▶ _Activity_: The answer must be a single number: the count of lines in the data below that hold the word "Verifies".

▶ _Stored data_:
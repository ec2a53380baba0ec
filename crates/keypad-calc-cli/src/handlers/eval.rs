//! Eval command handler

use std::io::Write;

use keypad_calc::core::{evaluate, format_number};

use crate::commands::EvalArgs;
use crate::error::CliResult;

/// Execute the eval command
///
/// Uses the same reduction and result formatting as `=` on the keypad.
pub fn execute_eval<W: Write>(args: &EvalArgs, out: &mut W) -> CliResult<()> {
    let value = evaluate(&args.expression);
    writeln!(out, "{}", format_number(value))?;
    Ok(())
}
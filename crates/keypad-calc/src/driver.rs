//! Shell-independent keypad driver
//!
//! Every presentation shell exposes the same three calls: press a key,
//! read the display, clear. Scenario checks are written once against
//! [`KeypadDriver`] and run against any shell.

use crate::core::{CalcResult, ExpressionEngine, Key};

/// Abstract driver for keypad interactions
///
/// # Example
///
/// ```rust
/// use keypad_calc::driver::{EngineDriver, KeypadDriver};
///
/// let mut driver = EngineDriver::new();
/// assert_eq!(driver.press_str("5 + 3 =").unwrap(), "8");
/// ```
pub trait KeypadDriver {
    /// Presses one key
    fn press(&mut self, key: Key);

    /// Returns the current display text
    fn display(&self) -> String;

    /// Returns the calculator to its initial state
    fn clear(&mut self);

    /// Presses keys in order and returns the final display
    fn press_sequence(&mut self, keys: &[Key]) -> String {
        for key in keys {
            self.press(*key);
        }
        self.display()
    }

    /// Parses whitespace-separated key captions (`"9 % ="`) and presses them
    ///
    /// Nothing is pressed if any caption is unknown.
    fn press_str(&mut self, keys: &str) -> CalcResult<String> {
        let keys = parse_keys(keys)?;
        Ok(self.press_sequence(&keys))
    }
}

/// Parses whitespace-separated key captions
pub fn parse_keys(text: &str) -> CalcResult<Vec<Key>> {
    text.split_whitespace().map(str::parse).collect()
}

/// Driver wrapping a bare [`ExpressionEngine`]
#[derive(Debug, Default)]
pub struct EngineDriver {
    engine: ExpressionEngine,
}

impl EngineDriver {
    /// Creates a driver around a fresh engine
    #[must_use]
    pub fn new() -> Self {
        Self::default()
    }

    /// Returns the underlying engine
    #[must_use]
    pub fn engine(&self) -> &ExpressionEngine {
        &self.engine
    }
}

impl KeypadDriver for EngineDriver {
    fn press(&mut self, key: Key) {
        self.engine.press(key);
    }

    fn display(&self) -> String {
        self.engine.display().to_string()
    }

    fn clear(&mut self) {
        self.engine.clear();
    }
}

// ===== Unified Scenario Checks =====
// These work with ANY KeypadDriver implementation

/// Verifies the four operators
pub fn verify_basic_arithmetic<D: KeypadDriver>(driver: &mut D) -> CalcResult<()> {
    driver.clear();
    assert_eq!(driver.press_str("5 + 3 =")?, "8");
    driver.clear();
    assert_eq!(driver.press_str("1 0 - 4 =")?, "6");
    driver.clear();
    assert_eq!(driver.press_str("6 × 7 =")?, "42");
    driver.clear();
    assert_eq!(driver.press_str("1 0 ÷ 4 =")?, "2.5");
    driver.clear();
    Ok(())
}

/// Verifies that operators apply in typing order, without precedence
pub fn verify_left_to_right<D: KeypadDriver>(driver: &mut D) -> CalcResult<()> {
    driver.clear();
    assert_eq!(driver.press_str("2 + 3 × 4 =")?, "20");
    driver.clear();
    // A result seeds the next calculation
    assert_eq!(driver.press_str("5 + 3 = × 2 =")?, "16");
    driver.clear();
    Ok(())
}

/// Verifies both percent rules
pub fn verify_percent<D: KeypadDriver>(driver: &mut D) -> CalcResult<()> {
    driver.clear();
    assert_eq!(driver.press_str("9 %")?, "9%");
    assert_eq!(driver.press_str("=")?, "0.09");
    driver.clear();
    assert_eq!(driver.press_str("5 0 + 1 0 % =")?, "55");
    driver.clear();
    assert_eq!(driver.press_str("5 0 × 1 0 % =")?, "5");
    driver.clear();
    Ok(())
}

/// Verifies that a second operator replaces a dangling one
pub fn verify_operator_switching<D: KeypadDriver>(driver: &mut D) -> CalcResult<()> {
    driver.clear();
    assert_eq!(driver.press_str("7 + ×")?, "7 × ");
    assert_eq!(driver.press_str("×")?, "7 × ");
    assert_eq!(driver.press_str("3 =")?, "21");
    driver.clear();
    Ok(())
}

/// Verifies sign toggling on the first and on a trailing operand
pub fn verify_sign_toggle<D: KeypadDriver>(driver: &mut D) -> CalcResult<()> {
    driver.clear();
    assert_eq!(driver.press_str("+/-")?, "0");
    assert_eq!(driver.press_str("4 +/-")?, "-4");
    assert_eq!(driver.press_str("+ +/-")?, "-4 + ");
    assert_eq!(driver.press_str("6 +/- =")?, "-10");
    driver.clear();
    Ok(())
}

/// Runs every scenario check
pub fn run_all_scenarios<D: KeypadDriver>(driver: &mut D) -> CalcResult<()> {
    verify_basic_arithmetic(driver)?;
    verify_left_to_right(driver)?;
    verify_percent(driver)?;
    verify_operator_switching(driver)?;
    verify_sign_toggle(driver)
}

--

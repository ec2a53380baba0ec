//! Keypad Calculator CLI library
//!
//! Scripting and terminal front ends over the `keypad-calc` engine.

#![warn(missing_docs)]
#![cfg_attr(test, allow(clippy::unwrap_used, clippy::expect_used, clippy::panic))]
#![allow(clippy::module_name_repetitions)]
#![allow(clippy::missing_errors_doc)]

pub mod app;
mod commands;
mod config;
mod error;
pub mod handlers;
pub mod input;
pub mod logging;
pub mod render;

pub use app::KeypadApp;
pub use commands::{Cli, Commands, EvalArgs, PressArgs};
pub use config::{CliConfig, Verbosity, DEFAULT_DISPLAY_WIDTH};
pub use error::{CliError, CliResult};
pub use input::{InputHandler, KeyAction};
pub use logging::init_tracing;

▶ _Final answer_: 5